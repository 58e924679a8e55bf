//! Cache line storage.
//!
//! The table is a fixed array of `capacity` line records created once at
//! construction. Lines are identified by position; their contents are
//! overwritten on allocation and their ranks on every access, but the array
//! itself never grows or shrinks.
//!
//! Two invariants hold at every tick boundary:
//! 1. The ranks of all lines form the permutation `0..capacity`.
//! 2. No two valid lines hold the same tag.

use super::staged::{LineUpdate, StagedUpdates};
use crate::common::error::InvariantViolation;

/// A single cache line record.
#[derive(Clone, Copy, Debug, Default, PartialEq, Eq)]
pub struct CacheLine {
    /// Tag of the resident block.
    pub tag: u64,
    /// Line holds a live mapping.
    pub valid: bool,
    /// Line was written since it was allocated.
    pub dirty: bool,
    /// Recency rank; 0 is most recently used, `capacity - 1` least.
    pub rank: usize,
    /// Block payload.
    pub data: u64,
}

impl CacheLine {
    /// A cleared line at the given rank.
    const fn empty(rank: usize) -> Self {
        Self {
            tag: 0,
            valid: false,
            dirty: false,
            rank,
            data: 0,
        }
    }

    /// Whether this line must be written back before it is reused.
    #[inline]
    pub const fn needs_write_back(&self) -> bool {
        self.valid && self.dirty
    }
}

/// Fixed-size table of cache lines.
#[derive(Clone, Debug)]
pub struct CacheLineTable {
    lines: Vec<CacheLine>,
}

impl CacheLineTable {
    /// Creates a table of `capacity` cleared lines with line `i` at rank `i`.
    pub fn new(capacity: usize) -> Self {
        Self {
            lines: (0..capacity).map(CacheLine::empty).collect(),
        }
    }

    /// Number of lines.
    #[inline]
    pub const fn len(&self) -> usize {
        self.lines.len()
    }

    /// Whether the table has no lines. Never true for a validated geometry.
    #[inline]
    pub const fn is_empty(&self) -> bool {
        self.lines.is_empty()
    }

    /// All lines in index order.
    #[inline]
    pub fn lines(&self) -> &[CacheLine] {
        &self.lines
    }

    /// The line at `index`.
    #[inline]
    pub fn line(&self, index: usize) -> &CacheLine {
        &self.lines[index]
    }

    /// Finds the valid line holding `tag`.
    ///
    /// Lines are scanned in ascending index order and the first match wins.
    pub fn lookup(&self, tag: u64) -> Option<usize> {
        self.lines
            .iter()
            .position(|line| line.valid && line.tag == tag)
    }

    /// Payload of the line at `index`.
    #[inline]
    pub fn read(&self, index: usize) -> u64 {
        self.lines[index].data
    }

    /// Overwrites the payload of the line at `index`.
    #[inline]
    pub fn write_at(&mut self, index: usize, data: u64) {
        self.lines[index].data = data;
    }

    /// Marks the line at `index` as modified.
    #[inline]
    pub fn mark_dirty(&mut self, index: usize) {
        self.lines[index].dirty = true;
    }

    /// Marks the line at `index` as unmodified.
    #[inline]
    pub fn mark_clean(&mut self, index: usize) {
        self.lines[index].dirty = false;
    }

    /// Drops the mapping held by the line at `index`. Its rank is kept.
    #[inline]
    pub fn invalidate(&mut self, index: usize) {
        let line = &mut self.lines[index];
        line.valid = false;
        line.dirty = false;
    }

    /// Installs a block into the line at `index`. Its rank is kept.
    #[inline]
    pub fn allocate(&mut self, index: usize, tag: u64, dirty: bool, data: u64) {
        let line = &mut self.lines[index];
        line.tag = tag;
        line.valid = true;
        line.dirty = dirty;
        line.data = data;
    }

    /// Rank of the line at `index`.
    #[inline]
    pub fn rank(&self, index: usize) -> usize {
        self.lines[index].rank
    }

    /// Overwrites the rank of the line at `index`.
    #[inline]
    pub fn set_rank(&mut self, index: usize, rank: usize) {
        self.lines[index].rank = rank;
    }

    /// Clears the contents of every line. Ranks are left to the replacement policy.
    pub fn clear(&mut self) {
        for line in &mut self.lines {
            *line = CacheLine::empty(line.rank);
        }
    }

    /// Applies and drains a tick's staged updates, in order.
    pub fn apply(&mut self, staged: &mut StagedUpdates) {
        for update in staged.drain() {
            match update {
                LineUpdate::SetRank { index, rank } => self.set_rank(index, rank),
                LineUpdate::Store { index, data } => self.write_at(index, data),
                LineUpdate::MarkDirty { index } => self.mark_dirty(index),
                LineUpdate::Allocate {
                    index,
                    tag,
                    dirty,
                    data,
                } => self.allocate(index, tag, dirty, data),
            }
        }
    }

    /// Verifies the rank-permutation and unique-tag invariants.
    ///
    /// # Errors
    ///
    /// Returns the first violation found, scanning lines in index order.
    pub fn check_invariants(&self) -> Result<(), InvariantViolation> {
        let capacity = self.lines.len();
        let mut holder: Vec<Option<usize>> = vec![None; capacity];

        for (index, line) in self.lines.iter().enumerate() {
            let slot = holder
                .get_mut(line.rank)
                .ok_or(InvariantViolation::RankOutOfRange {
                    index,
                    rank: line.rank,
                    capacity,
                })?;
            if let Some(first) = *slot {
                return Err(InvariantViolation::DuplicateRank {
                    first,
                    second: index,
                    rank: line.rank,
                });
            }
            *slot = Some(index);
        }

        for (first, a) in self.lines.iter().enumerate().filter(|(_, l)| l.valid) {
            if let Some(offset) = self.lines[first + 1..]
                .iter()
                .position(|b| b.valid && b.tag == a.tag)
            {
                return Err(InvariantViolation::DuplicateTag {
                    first,
                    second: first + 1 + offset,
                    tag: a.tag,
                });
            }
        }

        Ok(())
    }
}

____

WHAT YOU NEED TO DO:
Write the material out exactly, with nothing left out.

FINISHED EXERCISE:
repository 58e924679a8e55bf
//! Cache line storage.
//!
//! The table is a fixed array of `capacity` line records created once at
//! construction. Lines are identified by position; their contents are
//! overwritten on allocation and their ranks on every access, but the array
//! itself never grows or shrinks.
//!
//! Two invariants hold at every tick boundary:
//! 1. The ranks of all lines form the permutation `0..capacity`.
//! 2. No two valid lines hold the same tag.

use super::staged::{LineUpdate, StagedUpdates};
use crate::common::error::InvariantViolation;

/// A single cache line record.
#[derive(Clone, Copy, Debug, Default, PartialEq, Eq)]
pub struct CacheLine {
    /// Tag of the resident block.
    pub tag: u64,
    /// Line holds a live mapping.
    pub valid: bool,
    /// Line was written since it was allocated.
    pub dirty: bool,
    /// Recency rank; 0 is most recently used, `capacity - 1` least.
    pub rank: usize,
    /// Block payload.
    pub data: u64,
}

impl CacheLine {
    /// A cleared line at the given rank.
    const fn empty(rank: usize) -> Self {
        Self {
            tag: 0,
            valid: false,
            dirty: false,
            rank,
            data: 0,
        }
    }

    /// Whether this line must be written back before it is reused.
    #[inline]
    pub const fn needs_write_back(&self) -> bool {
        self.valid && self.dirty
    }
}

/// Fixed-size table of cache lines.
#[derive(Clone, Debug)]
pub struct CacheLineTable {
    lines: Vec<CacheLine>,
}

impl CacheLineTable {
    /// Creates a table of `capacity` cleared lines with line `i` at rank `i`.
    pub fn new(capacity: usize) -> Self {
        Self {
            lines: (0..capacity).map(CacheLine::empty).collect(),
        }
    }

    /// Number of lines.
    #[inline]
    pub const fn len(&self) -> usize {
        self.lines.len()
    }

    /// Whether the table has no lines. Never true for a validated geometry.
    #[inline]
    pub const fn is_empty(&self) -> bool {
        self.lines.is_empty()
    }

    /// All lines in index order.
    #[inline]
    pub fn lines(&self) -> &[CacheLine] {
        &self.lines
    }

    /// The line at `index`.
    #[inline]
    pub fn line(&self, index: usize) -> &CacheLine {
        &self.lines[index]
    }

    /// Finds the valid line holding `tag`.
    ///
    /// Lines are scanned in ascending index order and the first match wins.
    pub fn lookup(&self, tag: u64) -> Option<usize> {
        self.lines
            .iter()
            .position(|line| line.valid && line.tag == tag)
    }

    /// Payload of the line at `index`.
    #[inline]
    pub fn read(&self, index: usize) -> u64 {
        self.lines[index].data
    }

    /// Overwrites the payload of the line at `index`.
    #[inline]
    pub fn write_at(&mut self, index: usize, data: u64) {
        self.lines[index].data = data;
    }

    /// Marks the line at `index` as modified.
    #[inline]
    pub fn mark_dirty(&mut self, index: usize) {
        self.lines[index].dirty = true;
    }

    /// Marks the line at `index` as unmodified.
    #[inline]
    pub fn mark_clean(&mut self, index: usize) {
        self.lines[index].dirty = false;
    }

    /// Drops the mapping held by the line at `index`. Its rank is kept.
    #[inline]
    pub fn invalidate(&mut self, index: usize) {
        let line = &mut self.lines[index];
        line.valid = false;
        line.dirty = false;
    }

    /// Installs a block into the line at `index`. Its rank is kept.
    #[inline]
    pub fn allocate(&mut self, index: usize, tag: u64, dirty: bool, data: u64) {
        let line = &mut self.lines[index];
        line.tag = tag;
        line.valid = true;
        line.dirty = dirty;
        line.data = data;
    }

    /// Rank of the line at `index`.
    #[inline]
    pub fn rank(&self, index: usize) -> usize {
        self.lines[index].rank
    }

    /// Overwrites the rank of the line at `index`.
    #[inline]
    pub fn set_rank(&mut self, index: usize, rank: usize) {
        self.lines[index].rank = rank;
    }

    /// Clears the contents of every line. Ranks are left to the replacement policy.
    pub fn clear(&mut self) {
        for line in &mut self.lines {
            *line = CacheLine::empty(line.rank);
        }
    }

    /// Applies and drains a tick's staged updates, in order.
    pub fn apply(&mut self, staged: &mut StagedUpdates) {
        for update in staged.drain() {
            match update {
                LineUpdate::SetRank { index, rank } => self.set_rank(index, rank),
                LineUpdate::Store { index, data } => self.write_at(index, data),
                LineUpdate::MarkDirty { index } => self.mark_dirty(index),
                LineUpdate::Allocate {
                    index,
                    tag,
                    dirty,
                    data,
                } => self.allocate(index, tag, dirty, data),
            }
        }
    }

    /// Verifies the rank-permutation and unique-tag invariants.
    ///
    /// # Errors
    ///
    /// Returns the first violation found, scanning lines in index order.
    pub fn check_invariants(&self) -> Result<(), InvariantViolation> {
        let capacity = self.lines.len();
        let mut holder: Vec<Option<usize>> = vec![None; capacity];

        for (index, line) in self.lines.iter().enumerate() {
            let slot = holder
                .get_mut(line.rank)
                .ok_or(InvariantViolation::RankOutOfRange {
                    index,
                    rank: line.rank,
                    capacity,
                })?;
            if let Some(first) = *slot {
                return Err(InvariantViolation::DuplicateRank {
                    first,
                    second: index,
                    rank: line.rank,
                });
            }
            *slot = Some(index);
        }

        for (first, a) in self.lines.iter().enumerate().filter(|(_, l)| l.valid) {
            if let Some(offset) = self.lines[first + 1..]
                .iter()
                .position(|b| b.valid && b.tag == a.tag)
            {
                return Err(InvariantViolation::DuplicateTag {
                    first,
                    second: first + 1 + offset,
                    tag: a.tag,
                });
            }
        }

        Ok(())
    }
}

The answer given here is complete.